Researchers at Northwestern University, Evanston, Illinois, have patented an organometallic catalytic-based process that depolymerizes Nylon-6 under mild, benign solvent-free conditions with what they describe as unprecedented rates and selectivity.
Based at Northwestern’s School of Engineering and its Institute for Sustainability and Engineering, the researchers used a previously developed in-house catalyst that harnesses yttrium and lanthanide ions. When this was added to melted Nylon-6 samples the plastic fell apart, reverting to its original ε-caprolactam building blocks and leaving behind no byproducts.
“This solventless process operates with catalyst loadings as low as 0.04 mol % at temperatures as low as 220°C — the mildest Nylon-6 depolymerization conditions reported to date,” write the researchers in a recent issue of Chem.
The catalyst can be reused multiple times without being deactivated.
In addition to its high yield of monomers, the catalyst is highly selective and acts only on Nylon-6 polymers. As such, it could be used by industry to target Nylon-6 in large volumes of unsorted waste.
"If you don't have a catalyst that's selective, then how do you separate the nylon from the rest of waste?" asked Northwestern chemistry and engineering professor Tobin Marks, who is also the study's senior author. "You would need to hire humans to sort through all the waste to remove the nylon. That's enormously expensive and inefficient. But if the catalyst only degrades the nylon and leaves everything else behind, that's incredibly efficient," he added.
The researchers also investigated if they could create a fully circular end-of-life Nylon-6 economy by re-polymerizing recovered ε-caprolactam from a depolymerized waste fishing net.

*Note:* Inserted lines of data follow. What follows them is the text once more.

// src/db/hospital_repo.rs

use sqlx::PgPool;
use uuid::Uuid;

use crate::{
    common::error::AppError,
    models::employee::{Department, Hospital},
};

#[derive(Clone)]
pub struct HospitalRepository {
    pool: PgPool,
}

impl HospitalRepository {
    pub fn new(pool: PgPool) -> Self {
        Self { pool }
    }

    /// Cria um novo hospital (tenant) na base de dados.
    pub async fn create_hospital(
        &self,
        name: &str,
        description: Option<&str>,
    ) -> Result<Hospital, AppError> {
        sqlx::query_as::<_, Hospital>(
            r#"
            INSERT INTO hospitals (name, description)
            VALUES ($1, $2)
            RETURNING *
            "#,
        )
        .bind(name)
        .bind(description)
        .fetch_one(&self.pool)
        .await
        .map_err(AppError::DatabaseError)
    }

    pub async fn list_hospitals(&self) -> Result<Vec<Hospital>, AppError> {
        sqlx::query_as::<_, Hospital>("SELECT * FROM hospitals ORDER BY created_at")
            .fetch_all(&self.pool)
            .await
            .map_err(AppError::DatabaseError)
    }

    // O primeiro hospital por ordem de criação: é o tenant escolhido
    // pelo auto-provisionamento do Identity Resolver.
    pub async fn first_hospital(&self) -> Result<Option<Hospital>, AppError> {
        sqlx::query_as::<_, Hospital>("SELECT * FROM hospitals ORDER BY created_at LIMIT 1")
            .fetch_optional(&self.pool)
            .await
            .map_err(AppError::DatabaseError)
    }

    pub async fn create_department(
        &self,
        hospital_id: Uuid,
        name: &str,
    ) -> Result<Department, AppError> {
        sqlx::query_as::<_, Department>(
            r#"
            INSERT INTO departments (hospital_id, name)
            VALUES ($1, $2)
            RETURNING *
            "#,
        )
        .bind(hospital_id)
        .bind(name)
        .fetch_one(&self.pool)
        .await
        .map_err(AppError::DatabaseError)
    }

    pub async fn list_departments(&self, hospital_id: Uuid) -> Result<Vec<Department>, AppError> {
        sqlx::query_as::<_, Department>(
            "SELECT * FROM departments WHERE hospital_id = $1 ORDER BY name",
        )
        .bind(hospital_id)
        .fetch_all(&self.pool)
        .await
        .map_err(AppError::DatabaseError)
    }

    pub async fn find_department(&self, id: Uuid) -> Result<Option<Department>, AppError> {
        sqlx::query_as::<_, Department>("SELECT * FROM departments WHERE id = $1")
            .bind(id)
            .fetch_optional(&self.pool)
            .await
            .map_err(AppError::DatabaseError)
    }
}
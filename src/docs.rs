// src/docs.rs

use utoipa::OpenApi;
use utoipa::openapi::security::{Http, HttpAuthScheme, SecurityScheme};

use crate::handlers;
use crate::models;

#[derive(OpenApi)]
#[openapi(
    paths(
        // --- Auth ---
        handlers::auth::register,
        handlers::auth::login,
        handlers::auth::get_me,

        // --- Hospitals ---
        handlers::employees::create_hospital,
        handlers::employees::list_hospitals,
        handlers::employees::create_department,
        handlers::employees::list_departments,

        // --- Employees ---
        handlers::employees::list_employees,
        handlers::employees::update_employee,

        // --- Chat ---
        handlers::chat::create_room,
        handlers::chat::list_rooms,
        handlers::chat::list_messages,
        handlers::chat::send_message,
        handlers::chat::edit_message,
        handlers::chat::mark_read,
        handlers::chat::rename_room,
        handlers::chat::deactivate_room,
        handlers::chat::add_participant,
        handlers::chat::remove_participant,
        handlers::chat::change_participant_role,

        // --- Notifications ---
        handlers::notifications::list_notifications,
        handlers::notifications::announce,
        handlers::notifications::mark_notification_read,
        handlers::notifications::mark_all_notifications_read,

        // --- Files ---
        handlers::documents::upload_file,
    ),
    components(
        schemas(
            // --- Auth ---
            models::auth::RegisterPayload,
            models::auth::LoginPayload,
            models::auth::AuthResponse,

            // --- Employees ---
            models::employee::Employee,
            models::employee::EmployeeRole,
            models::employee::EmployeeStatus,
            models::employee::Hospital,
            models::employee::Department,
            models::employee::CreateHospitalPayload,
            models::employee::CreateDepartmentPayload,
            models::employee::UpdateEmployeePayload,

            // --- Chat ---
            models::chat::RoomType,
            models::chat::ParticipantRole,
            models::chat::MessageType,
            models::chat::ChatRoom,
            models::chat::Participant,
            models::chat::RoomSummary,
            models::chat::RoomListing,
            models::chat::MessageSender,
            models::chat::ChatMessageView,
            models::chat::ChatEvent,
            models::chat::CreateRoomPayload,
            models::chat::CreatedRoom,
            models::chat::SendMessagePayload,
            models::chat::EditMessagePayload,
            models::chat::RenameRoomPayload,
            models::chat::AddParticipantPayload,
            models::chat::ChangeParticipantRolePayload,

            // --- Notifications ---
            models::notification::Notification,
            models::notification::AnnouncePayload,
            models::notification::AnnounceResponse,

            // --- Files ---
            crate::services::storage_service::StoredFile,
        )
    ),
    modifiers(&SecurityAddon),
    tags(
        (name = "Auth", description = "Registro e login"),
        (name = "Chat", description = "Salas, mensagens e entrega em tempo real"),
        (name = "Notifications", description = "Notificações por destinatário"),
    )
)]
pub struct ApiDoc;

struct SecurityAddon;

impl utoipa::Modify for SecurityAddon {
    fn modify(&self, openapi: &mut utoipa::openapi::OpenApi) {
        if let Some(components) = openapi.components.as_mut() {
            components.add_security_scheme(
                "api_jwt",
                SecurityScheme::Http(Http::new(HttpAuthScheme::Bearer)),
            );
        }
    }
}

Using an anionic polymerization procedure, they obtained recycled Nylon-6 with a 99.3% yield.
Analysis revealed this Nylon-6 to be of higher quality than that of the original fishing net — prompting the researchers to point out that their new approach could both play an important part in environmental remediation and perform the first step in upcycling Nylon-6 wastes into higher-value products (Figure 1).
The Northwestern team says they have interest from potential industrial partners but did not respond to questions about the companies involved. Similarly, there was no response to inquiries as to whether a similar catalytic approach could be used to treat polymer types other than Nylon-6.
For now, the researchers are working with the Querrey InQbation Lab, Northwestern's technology accelerator facility charged with commercializing promising scientific and engineering discoveries.